When Washington University plastic and reconstructive surgeon Rachel Anolik, MD, is planning a DIEP flap surgery, she looks for blood vessels that meet a very strict set of criteria. The vessels need to have a direct path through the muscle and a branching pattern that will perfuse the area of tissue with a healthy blood supply. Choosing the right blood vessels improves the patient’s ability to heal after surgery. An innovative new technology being tested at Washington University School of Medicine in St. Louis, which uses virtual reality to create three-dimensional images, promises to make this aspect of surgical planning more efficient.
DIEP (deep inferior epigastric perforator) flap surgery is a newer type of tissue reconstruction used to rebuild a person’s breast after mastectomy. Like TRAM flap surgery and other forms of tissue reconstruction, a DIEP flap uses skin, fat and blood vessels from the abdomen. Unlike other flap procedures, DIEP flap surgery does not take any abdominal muscle. This reduces the risk of incisional hernias, can lead to shorter recovery times than other flap procedures, and creates a more natural looking breast. For these reasons, DIEP flap surgery is considered a state-of-the-art surgical option for breast reconstruction. Anolik notes that this type of surgery requires a high level of preparation and a clear surgical plan to ensure the best outcomes.

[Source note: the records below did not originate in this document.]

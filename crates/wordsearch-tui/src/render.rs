use crate::app::{App, MenuState, ScreenState};
use crossterm::{
    cursor::{Hide, MoveTo, Show},
    execute, queue,
    style::{Color, Print, SetBackgroundColor, SetForegroundColor},
    terminal::{self, Clear, ClearType},
};
use std::io::{self, Write};
use wordsearch_core::{Difficulty, Position};

/// Width of the panel to the right of the grid
const INFO_WIDTH: u16 = 24;

/// Gap between the grid frame and the info panel
const PANEL_GAP: u16 = 3;

/// Framed grid size in terminal cells, or `None` if the screen layout
/// would not fit in terminal coordinates
pub fn grid_frame_size(dimension: usize, cell_width: u16, cell_height: u16) -> Option<(u16, u16)> {
    let dimension = u16::try_from(dimension).ok()?;
    let width = dimension.checked_mul(cell_width)?.checked_add(2)?;
    let height = dimension.checked_mul(cell_height)?.checked_add(2)?;
    // Room for the info panel, the controls below the grid and centering offsets
    width.checked_add(PANEL_GAP + INFO_WIDTH + 64)?;
    height.checked_add(64)?;
    Some((width, height))
}

pub fn render(stdout: &mut io::Stdout, app: &mut App) -> io::Result<()> {
    let (term_width, term_height) = terminal::size()?;

    queue!(stdout, Hide, SetBackgroundColor(app.theme.bg), Clear(ClearType::All))?;
    render_game_screen(stdout, app, term_width, term_height)?;
    queue!(stdout, Show)?;
    stdout.flush()
}

fn render_game_screen(
    stdout: &mut io::Stdout,
    app: &mut App,
    term_width: u16,
    term_height: u16,
) -> io::Result<()> {
    let Some((grid_width, grid_height)) = grid_frame_size(
        app.puzzle.dimension(),
        app.settings().cell_width,
        app.settings().cell_height,
    ) else {
        return Ok(());
    };

    // Center the grid horizontally, leave room for info panel
    let total_width = grid_width + PANEL_GAP + INFO_WIDTH;
    let start_x = if term_width > total_width {
        (term_width - total_width) / 2
    } else {
        1
    };
    let start_y = if term_height > grid_height + 8 { 2 } else { 1 };

    // Mouse input is measured from the first letter cell, inside the frame
    app.grid_origin = (start_x + 1, start_y + 1);

    render_grid(stdout, app, start_x, start_y)?;
    render_info_panel(stdout, app, start_x + grid_width + PANEL_GAP, start_y)?;
    render_controls(stdout, app, start_x, start_y + grid_height + 1)?;

    if let Some(ref msg) = app.message {
        render_message(stdout, app, msg, term_width, term_height)?;
    }

    if app.screen_state == ScreenState::Win {
        render_win_banner(stdout, app, start_x, start_y, grid_width, grid_height)?;
    }

    if app.menu != MenuState::None {
        render_menu(stdout, app, term_width, term_height)?;
    }

    Ok(())
}

fn render_grid(stdout: &mut io::Stdout, app: &App, x: u16, y: u16) -> io::Result<()> {
    let theme = &app.theme;
    let cell_width = app.settings().cell_width as usize;
    let cell_height = app.settings().cell_height;
    let dimension = app.puzzle.dimension();

    let edge = format!("+{}+", "-".repeat(dimension * cell_width));
    queue!(
        stdout,
        SetBackgroundColor(theme.bg),
        SetForegroundColor(theme.border),
        MoveTo(x, y),
        Print(&edge)
    )?;

    for (row, tiles) in app.puzzle.rows().enumerate() {
        for line in 0..cell_height {
            let cell_y = y + 1 + row as u16 * cell_height + line;
            queue!(
                stdout,
                MoveTo(x, cell_y),
                SetBackgroundColor(theme.bg),
                SetForegroundColor(theme.border),
                Print("|")
            )?;

            for (col, tile) in tiles.iter().enumerate() {
                let pos = Position::new(col, row);
                let bg = if app.puzzle.trace().contains(pos) {
                    theme.selected_bg
                } else if tile.is_cleared() {
                    theme.found_bg
                } else {
                    theme.bg
                };

                // Letter sits on the middle line of tall cells
                let text = match tile.visible() {
                    Some(letter) if line == cell_height / 2 => {
                        format!("{:^width$}", letter, width = cell_width)
                    }
                    _ => " ".repeat(cell_width),
                };
                queue!(
                    stdout,
                    SetBackgroundColor(bg),
                    SetForegroundColor(theme.letter),
                    Print(text)
                )?;
            }

            queue!(
                stdout,
                SetBackgroundColor(theme.bg),
                SetForegroundColor(theme.border),
                Print("|")
            )?;
        }
    }

    let bottom_y = y + 1 + dimension as u16 * cell_height;
    queue!(stdout, MoveTo(x, bottom_y), Print(&edge))?;
    Ok(())
}

fn render_info_panel(stdout: &mut io::Stdout, app: &App, x: u16, y: u16) -> io::Result<()> {
    let theme = &app.theme;
    let puzzle = &app.puzzle;

    // Title
    queue!(
        stdout,
        SetBackgroundColor(theme.bg),
        MoveTo(x, y),
        SetForegroundColor(theme.key),
        Print("═══ WORD SEARCH ═══")
    )?;

    queue!(
        stdout,
        MoveTo(x, y + 2),
        SetForegroundColor(theme.info),
        Print(format!("Level: {:>12}", app.difficulty.to_string())),
        MoveTo(x, y + 3),
        Print(format!(
            "Grid: {:>13}",
            format!("{0}x{0}", puzzle.dimension())
        )),
        MoveTo(x, y + 4),
        Print(format!(
            "Found: {:>12}",
            format!("{}/{}", puzzle.found_count(), puzzle.total_words())
        ))
    )?;

    queue!(
        stdout,
        MoveTo(x, y + 6),
        SetForegroundColor(theme.border),
        Print("───────────────────")
    )?;

    // Words left to find, then the ones already found
    let mut line = y + 8;
    queue!(
        stdout,
        MoveTo(x, y + 7),
        SetForegroundColor(theme.info),
        Print("Words:")
    )?;
    for word in puzzle.remaining_words() {
        queue!(
            stdout,
            MoveTo(x + 2, line),
            SetForegroundColor(theme.fg),
            Print(word)
        )?;
        line += 1;
    }
    for word in &app.found {
        queue!(
            stdout,
            MoveTo(x + 2, line),
            SetForegroundColor(theme.success),
            Print(format!("{} ✓", word))
        )?;
        line += 1;
    }

    Ok(())
}

fn render_controls(stdout: &mut io::Stdout, app: &App, x: u16, y: u16) -> io::Result<()> {
    let theme = &app.theme;

    let controls = [
        ("Drag", "Select word"),
        ("n", "New game"),
        ("r", "Restart"),
        ("t", "Theme"),
        ("q", "Quit"),
    ];

    for (i, (key, desc)) in controls.iter().enumerate() {
        let col = i / 3;
        let row = i % 3;
        let cx = x + (col as u16) * 20;
        let cy = y + row as u16;

        queue!(
            stdout,
            MoveTo(cx, cy),
            SetBackgroundColor(theme.bg),
            SetForegroundColor(theme.key),
            Print(format!("{:>5}", key)),
            SetForegroundColor(theme.info),
            Print(format!(" {}", desc))
        )?;
    }

    Ok(())
}

fn render_message(
    stdout: &mut io::Stdout,
    app: &App,
    msg: &str,
    term_width: u16,
    term_height: u16,
) -> io::Result<()> {
    let theme = &app.theme;
    let color = if app.message_is_error {
        theme.error
    } else {
        theme.success
    };

    let width = msg.chars().count() as u16;
    let x = term_width.saturating_sub(width) / 2;
    let y = term_height.saturating_sub(2);

    queue!(
        stdout,
        MoveTo(x, y),
        SetBackgroundColor(theme.bg),
        SetForegroundColor(color),
        Print(msg)
    )?;
    Ok(())
}

fn render_win_banner(
    stdout: &mut io::Stdout,
    app: &App,
    grid_x: u16,
    grid_y: u16,
    grid_width: u16,
    grid_height: u16,
) -> io::Result<()> {
    let theme = &app.theme;
    let lines = [
        String::new(),
        "CONGRATS!".to_string(),
        format!("All {} words found", app.puzzle.total_words()),
        String::new(),
        "Enter/r: play again".to_string(),
        "n: new game  q: quit".to_string(),
        String::new(),
    ];

    let box_width = lines.iter().map(|l| l.chars().count()).max().unwrap_or(0) as u16 + 4;
    let box_x = grid_x + grid_width.saturating_sub(box_width) / 2;
    let box_y = grid_y + grid_height.saturating_sub(lines.len() as u16) / 2;

    for (i, text) in lines.iter().enumerate() {
        let color = if i == 1 { theme.success } else { theme.fg };
        queue!(
            stdout,
            MoveTo(box_x, box_y + i as u16),
            SetBackgroundColor(theme.found_bg),
            SetForegroundColor(color),
            Print(format!("{:^width$}", text, width = box_width as usize))
        )?;
    }
    Ok(())
}

fn render_menu(
    stdout: &mut io::Stdout,
    app: &App,
    term_width: u16,
    term_height: u16,
) -> io::Result<()> {
    let theme = &app.theme;
    let levels = Difficulty::all_levels();

    let box_width: u16 = 26;
    let box_height = levels.len() as u16 + 4;
    let x = term_width.saturating_sub(box_width) / 2;
    let y = term_height.saturating_sub(box_height) / 2;

    let blank = " ".repeat(box_width as usize);
    for row in 0..box_height {
        queue!(
            stdout,
            MoveTo(x, y + row),
            SetBackgroundColor(theme.selected_bg),
            Print(&blank)
        )?;
    }

    queue!(
        stdout,
        MoveTo(x + 2, y + 1),
        SetForegroundColor(theme.key),
        Print("New game")
    )?;

    for (i, level) in levels.iter().enumerate() {
        let selected = i == app.menu_selection;
        let marker = if selected { ">" } else { " " };
        let color = if selected { theme.letter } else { theme.info };
        queue!(
            stdout,
            MoveTo(x + 2, y + 2 + i as u16),
            SetForegroundColor(color),
            Print(format!("{} {}. {}", marker, i + 1, level))
        )?;
    }

    queue!(
        stdout,
        MoveTo(x + 2, y + box_height - 1),
        SetForegroundColor(Color::Grey),
        Print("Enter: start  Esc: back")
    )?;
    Ok(())
}

/// Leave the terminal clean after the app exits
pub fn clear(stdout: &mut io::Stdout) -> io::Result<()> {
    execute!(stdout, Clear(ClearType::All), MoveTo(0, 0))
}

Read more: What is DIEP flap surgery?
“Because we are not taking any muscle, it is important for us to select blood vessels with good perfusion and a direct muscular course through the rectus abdominis,” Anolik says. The perfusion will help carry blood supply throughout the tissue when it is transplanted to the chest, improving healing. A direct muscular course reduces the impact of surgery on the muscles of the abdominal wall.
The View from Inside
Before DIEP flap surgery, patients typically have a CT scan. This allows the surgeon to plan for the procedure by viewing images of the blood vessels, muscle and other tissue in the area. While helpful, CT scans are two-dimensional images of 3D spaces. This means that, traditionally, the surgeon has to imagine what the anatomy would look like in three dimensions. The Division of Plastic and Reconstructive Surgery is pilot testing a new technology that uses virtual reality to create 3D versions of CT scans.
“We are able to color code different types of tissue in this 3D visualization,” says Anolik, who is leading the trial. “For instance, we don’t need to see inside the abdominal cavity, so we can ‘delete’ those organs from our view. What we do want is: skin, fat, muscle, blood vessels. This technology allows us to shade those things in different colors and make them semitransparent, so we can see the path of blood vessels through the muscle.”
If CT scans provide a roadmap for intraoperative planning, VR headsets create a “street view,” putting you directly inside the anatomy. The surgeon can put on a VR headset and “step inside” the imaging, rotating their view, looking at the anatomy from different angles. This 3D view is created using the CT scans a patient usually has before flap surgery, meaning no additional tests or appointments are necessary to equip surgeons with this powerful tool.
“Originally, before imaging was available, we relied strictly on surgical judgment to determine the best perforating vessels to take,” says Division Chief of Plastic and Reconstructive Surgery Justin Sacks, MD, MBA. “CT scans gave us a picture of the abdomen, but that’s not the same as operating in three dimensions. With this technology, we are inside the abdominal wall, developing a game plan in the metaverse. It helps you make these decisions before you make an incision. This truly takes surgery to a more sophisticated level.”
The Future of Reconstruction
The benefits of this immersive visualization extend to the entire surgical team. When operating room staff, including scrub technicians and nurses, can see precisely what the surgeon sees, before the surgery even begins, everyone involved knows what to expect. This can improve the efficiency of DIEP flap surgery, which tends to be a long operation.
“In addition to its patient benefits, this innovative technology has potential as a training tool,” says Anolik, who mentors trainees in the Plastic Surgery Residency Program. “If everyone puts on the headset, everyone is armed with the same information. Medical students, residents, fellows: they can all see the same thing I am seeing as the surgeon leading the case. We are all sharing the same information.”
Sacks anticipates this technology will extend to other procedures and surgical specialties. In the future, surgeons may be able to “step inside” the body with 3D VR imaging to examine tumors and prepare for oncologic surgeries. For Sacks and Anolik, it seems only natural that plastic and reconstructive surgeons lead the way in piloting this technology.
“Plastic surgery is a very innovative field,” says Sacks, who is the Sydney M. Shoenberg, Jr. and Robert H. Shoenberg Endowed Chair in Plastic and Reconstructive Surgery. “Innovation is about more than doing a surgery faster. Innovation means a complete shift in thinking, a shift in how you approach a surgery. This technology is an innovation we are using to improve outcomes for our patients, enhance our training programs and conduct new research in the area of breast reconstruction.”